Lockdown Day 25: Thursday 16th April. 2020
August sun glinted deceptively off Bingham’s pond as I leapt on the back of the 11 bus as it trundled off, grasping the grab rail and hauling myself aboard as it picked up speed. As I climbed the stairs, flapping swans in the murky water behind me hissed at encroaching kids and their yelling parents in those leaking boats Clarkie the parkie was still renting out from the decrepit council hut. The bus trundled along Great Western Road past tobacco baron mansions and luxury apartments, pink fading Art deco, ancient warrior respite homes and manicured University playing fields. I barely noticed Derek and Bob waving up at me to join them as they headed into the Esquire for a beer. A train rattled overhead as we pulled into Anniesland Cross, alive with late afternoon shoppers and early evening drinkers, schoolkids meandering home and a constant scrum at the taxi rank where drivers humped the shopping bags of waddling old ladies ill-humouredly into their cabs.
An honour guard of red sandstone tenements lined a broad bustling boulevard, four storey hives of hustle and humanity, kids rushing out tenement doorways, playing dead man falls on the wedge of grass before the close or hopscotch on chalked pavement, kicking a hedge, teasing a cat, racing along the gutter with dogs yapping at their ankles, fish wives and queen bees leaning out window sills gossiping buzzily to neighbours or talking to themselves, thrawn old men sitting by open windows drawing on their Woodbines and waiting for some ethereal distraction before they died, mothers calling down to their children to catch a jelly piece. A city alive in its own expectation.
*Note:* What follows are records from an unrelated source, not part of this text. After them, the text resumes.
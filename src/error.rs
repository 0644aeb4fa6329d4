//! Error taxonomy of the signal engine.
//!
//! Configuration problems are fatal for a whole batch, missing inputs only
//! for one asset. Stale market data is not an error at all: the generator
//! degrades to the remaining factors instead.

use serde::Serialize;
use thiserror::Error;

#[derive(Debug, Clone, PartialEq, Error)]
pub enum SignalError {
    /// Weights, thresholds or scaling parameters are unusable.
    #[error("invalid configuration: {0}")]
    Configuration(String),

    /// Neither sentiment nor engagement input exists for the asset.
    #[error("no sentiment or engagement input for {asset}")]
    MissingInput { asset: String },

    /// A record failed validation at construction time.
    #[error("invalid {record} record: {reason}")]
    InvalidRecord {
        record: &'static str,
        reason: String,
    },
}

impl SignalError {
    pub(crate) fn config(reason: impl Into<String>) -> Self {
        Self::Configuration(reason.into())
    }

    pub(crate) fn record(record: &'static str, reason: impl Into<String>) -> Self {
        Self::InvalidRecord {
            record,
            reason: reason.into(),
        }
    }
}

/// Why an asset produced no signal in a batch.
#[derive(Debug, Clone, Copy, PartialEq, Eq, Serialize)]
#[serde(rename_all = "snake_case")]
pub enum SkipReason {
    /// No text with tokens and no engagement metrics.
    MissingInput,
    /// The batch was aborted before the asset was reached.
    Aborted,
}
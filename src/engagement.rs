//! # Engagement Normalizer
//!
//! Maps raw social engagement (mentions, reactions, reposts) onto an impact
//! score in [0, 1].
//!
//! - Raw engagement is a weighted sum; mentions weigh most by default.
//! - The raw value is scaled against a reference maximum (the batch maximum
//!   or a fixed ceiling) and compressed with `log_b(1 + (b - 1) * x)`, which
//!   keeps 0 → 0 and reference → 1 while flattening viral outliers.
//! - Zero engagement is a valid input and yields 0.

use serde::Serialize;

use crate::config::{EngagementConfig, ReferenceMode};
use crate::records::EngagementMetric;

#[derive(Debug, Clone, PartialEq, Serialize)]
pub struct EngagementScore {
    pub asset_symbol: String,
    /// Impact in [0, 1].
    pub value: f64,
    /// Mentions backing the score; drives engagement reliability.
    pub sample_count: u64,
}

#[derive(Debug, Clone)]
pub struct EngagementNormalizer {
    cfg: EngagementConfig,
}

impl EngagementNormalizer {
    pub fn new(cfg: &EngagementConfig) -> Self {
        Self { cfg: *cfg }
    }

    fn weighted(&self, m: &EngagementMetric) -> f64 {
        m.mentions as f64 * self.cfg.mentions_weight
            + m.reactions as f64 * self.cfg.reactions_weight
            + m.reposts as f64 * self.cfg.reposts_weight
    }

    /// Weighted sum of all metrics for one asset.
    pub fn raw_engagement<'a, I>(&self, metrics: I) -> f64
    where
        I: IntoIterator<Item = &'a EngagementMetric>,
    {
        metrics.into_iter().map(|m| self.weighted(m)).sum()
    }

    /// Reference maximum for a batch whose largest raw engagement is `batch_max`.
    pub fn reference(&self, batch_max: f64) -> f64 {
        match self.cfg.reference {
            ReferenceMode::Ceiling => self.cfg.ceiling,
            ReferenceMode::BatchMax => batch_max.max(self.cfg.ceiling),
        }
    }

    /// Compress a raw engagement value against `reference`.
    pub fn compress(&self, raw: f64, reference: f64) -> f64 {
        if raw.is_nan() || raw <= 0.0 || reference.is_nan() || reference <= 0.0 {
            return 0.0;
        }
        let x = (raw / reference).min(1.0);
        let b = self.cfg.log_base;
        ((1.0 + (b - 1.0) * x).ln() / b.ln()).clamp(0.0, 1.0)
    }

    /// Full score for one asset. `None` when the asset has no metrics at all.
    pub fn score<'a, I>(
        &self,
        asset_symbol: &str,
        metrics: I,
        reference: f64,
    ) -> Option<EngagementScore>
    where
        I: IntoIterator<Item = &'a EngagementMetric>,
    {
        let mut seen = false;
        let mut raw = 0.0f64;
        let mut mentions = 0u64;
        for m in metrics {
            seen = true;
            raw += self.weighted(m);
            mentions = mentions.saturating_add(m.mentions);
        }
        if !seen {
            return None;
        }
        Some(EngagementScore {
            asset_symbol: asset_symbol.to_string(),
            value: self.compress(raw, reference),
            sample_count: mentions,
        })
    }
}
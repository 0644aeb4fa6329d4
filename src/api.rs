// src/api.rs
//! HTTP surface around the batch processor.

use std::sync::Arc;

use axum::{
    extract::{Query, State},
    http::StatusCode,
    response::{IntoResponse, Response},
    routing::{get, post},
    Json, Router,
};
use chrono::{DateTime, Utc};
use serde::{Deserialize, Serialize};
use tower_http::cors::CorsLayer;
use tracing::warn;

use crate::batch::{Batch, BatchOutcome, BatchProcessor};
use crate::config::{EngineConfig, HotReloadConfig};
use crate::error::SignalError;
use crate::history::{HistoryEntry, SignalHistory};
use crate::market::StaticMarketContext;
use crate::mentions::AssetAliases;
use crate::records::{EngagementMetric, MarketSnapshot, TextSource, TextUnit};

const DEFAULT_HISTORY_CAPACITY: usize = 2000;
const DEFAULT_HISTORY_LIMIT: usize = 50;

#[derive(Clone)]
pub struct AppState {
    pub config: Arc<HotReloadConfig>,
    pub history: Arc<SignalHistory>,
    pub aliases: Arc<AssetAliases>,
}

impl AppState {
    pub fn new(config: Arc<HotReloadConfig>) -> Self {
        Self {
            config,
            history: Arc::new(SignalHistory::with_capacity(DEFAULT_HISTORY_CAPACITY)),
            aliases: Arc::new(AssetAliases::default()),
        }
    }
}

pub fn create_router(state: AppState) -> Router {
    Router::new()
        .route("/health", get(|| async { "OK" }))
        .route("/signals", post(generate_signals))
        .route("/signals/feed", post(generate_from_feed))
        .route("/signals/history", get(signal_history))
        .route("/config", get(current_config))
        .route("/admin/reload-config", post(admin_reload_config))
        .layer(CorsLayer::very_permissive())
        .with_state(state)
}

#[derive(Serialize)]
struct ErrorBody {
    error: String,
}

fn error_response(status: StatusCode, msg: impl Into<String>) -> Response {
    (status, Json(ErrorBody { error: msg.into() })).into_response()
}

async fn generate_signals(State(state): State<AppState>, Json(batch): Json<Batch>) -> Response {
    run_batch(state, batch).await
}

/// Raw feed: posts are attributed to assets by cashtag or name.
#[derive(Deserialize)]
struct FeedRequest {
    as_of: DateTime<Utc>,
    /// Assets that lead the output, in this order.
    #[serde(default)]
    assets: Vec<String>,
    #[serde(default)]
    posts: Vec<FeedPost>,
    #[serde(default)]
    engagement: Vec<EngagementMetric>,
    #[serde(default)]
    market: Vec<MarketSnapshot>,
}

#[derive(Deserialize)]
struct FeedPost {
    body: String,
    timestamp: DateTime<Utc>,
    #[serde(default)]
    source: Option<TextSource>,
}

async fn generate_from_feed(State(state): State<AppState>, Json(req): Json<FeedRequest>) -> Response {
    let mut texts: Vec<TextUnit> = Vec::new();
    for p in &req.posts {
        let source = p.source.unwrap_or(TextSource::Post);
        match state.aliases.attribute(&p.body, p.timestamp, source) {
            Ok(units) => texts.extend(units),
            Err(e) => return error_response(StatusCode::BAD_REQUEST, e.to_string()),
        }
    }
    let ctx: StaticMarketContext = req.market.into_iter().collect();

    match Batch::assemble(req.as_of, req.assets.as_slice(), texts, req.engagement, &ctx) {
        Ok(batch) => run_batch(state, batch).await,
        Err(e) => error_response(StatusCode::BAD_REQUEST, e.to_string()),
    }
}

async fn run_batch(state: AppState, batch: Batch) -> Response {
    let processor = BatchProcessor::from_hot(&state.config);
    let result: Result<BatchOutcome, SignalError> =
        match tokio::task::spawn_blocking(move || processor.process(&batch)).await {
            Ok(r) => r,
            Err(e) => {
                warn!(error = %e, "batch task failed");
                return error_response(StatusCode::INTERNAL_SERVER_ERROR, "batch task failed");
            }
        };

    match result {
        Ok(outcome) => {
            state.history.record(&outcome.signals);
            Json(outcome).into_response()
        }
        Err(e @ SignalError::Configuration(_)) => {
            error_response(StatusCode::UNPROCESSABLE_ENTITY, e.to_string())
        }
        Err(e) => error_response(StatusCode::BAD_REQUEST, e.to_string()),
    }
}

#[derive(Deserialize)]
struct HistoryQuery {
    limit: Option<usize>,
}

async fn signal_history(
    State(state): State<AppState>,
    Query(q): Query<HistoryQuery>,
) -> Json<Vec<HistoryEntry>> {
    let n = q.limit.unwrap_or(DEFAULT_HISTORY_LIMIT);
    Json(state.history.snapshot_last_n(n))
}

async fn current_config(State(state): State<AppState>) -> Json<EngineConfig> {
    Json(state.config.snapshot().as_ref().clone())
}

async fn admin_reload_config(State(state): State<AppState>) -> Response {
    if state.config.path().is_none() {
        return error_response(StatusCode::BAD_REQUEST, "no config file to reload");
    }
    match state.config.reload() {
        Ok(cfg) => Json(cfg.as_ref().clone()).into_response(),
        Err(e) => {
            warn!(error = %format!("{e:#}"), "config reload failed");
            error_response(StatusCode::UNPROCESSABLE_ENTITY, format!("{e:#}"))
        }
    }
}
I almost jumped off the bus at Knightswood Cross and cut along Baldwin Avenue, but there were too many people I didn’t want to bump into. Questions would be asked. Lies would have to be told. And I was a shit liar. Angela was adamant. Nobody was to know. Not till I grew up. I had decided against telling her that wasn’t likely to happen any time, well, ever, never mind soon. I decided to carry on past the school then walk up the hill. Outside the gnarly crew of acid afficionados I hung with Kit was the only one of my friends who knew.
A police car pulled up outside Wart’s house as the bus passed, who knows what for – dealing, joy-riding, getting in a scrap, all the above. I had been thinking of getting a quarter ounce from him so opted for a carryout instead. As I disembarked at the Lincoln Inn, the heavy door burst open and I was flattened by an escaping blast of stale beer and Cancer Full Strength. A fattened drunk picked himself off the street and staggered into the scrum outside the off-licence. Two queues. He was confused. There were two queues. One for the off-sales and one for the neighbouring chip shop. Two queues. He couldn’t work out which was which. As his brain began to overload in the heat, I decided the line for the wine was too long and left him to his pavlovian indecision.
I shot across the road, juking between the cars, hurried back along the boulevard and up Cowdenhill Road, then through the side streets as the August sun striped the evening.
Angela was perched by the bay window as I appeared round the corner. Expectant, inviting, a summer kiss, a delicate bloom, the scent of frangipani and fearless futures, an angelic adaggio, each day she rocked my world in ways I had never known before. As I reached the garden gate she was there, her arms around me, her budding lips on mine, pulling me close, loose limbs entwined in life’s dark embrace.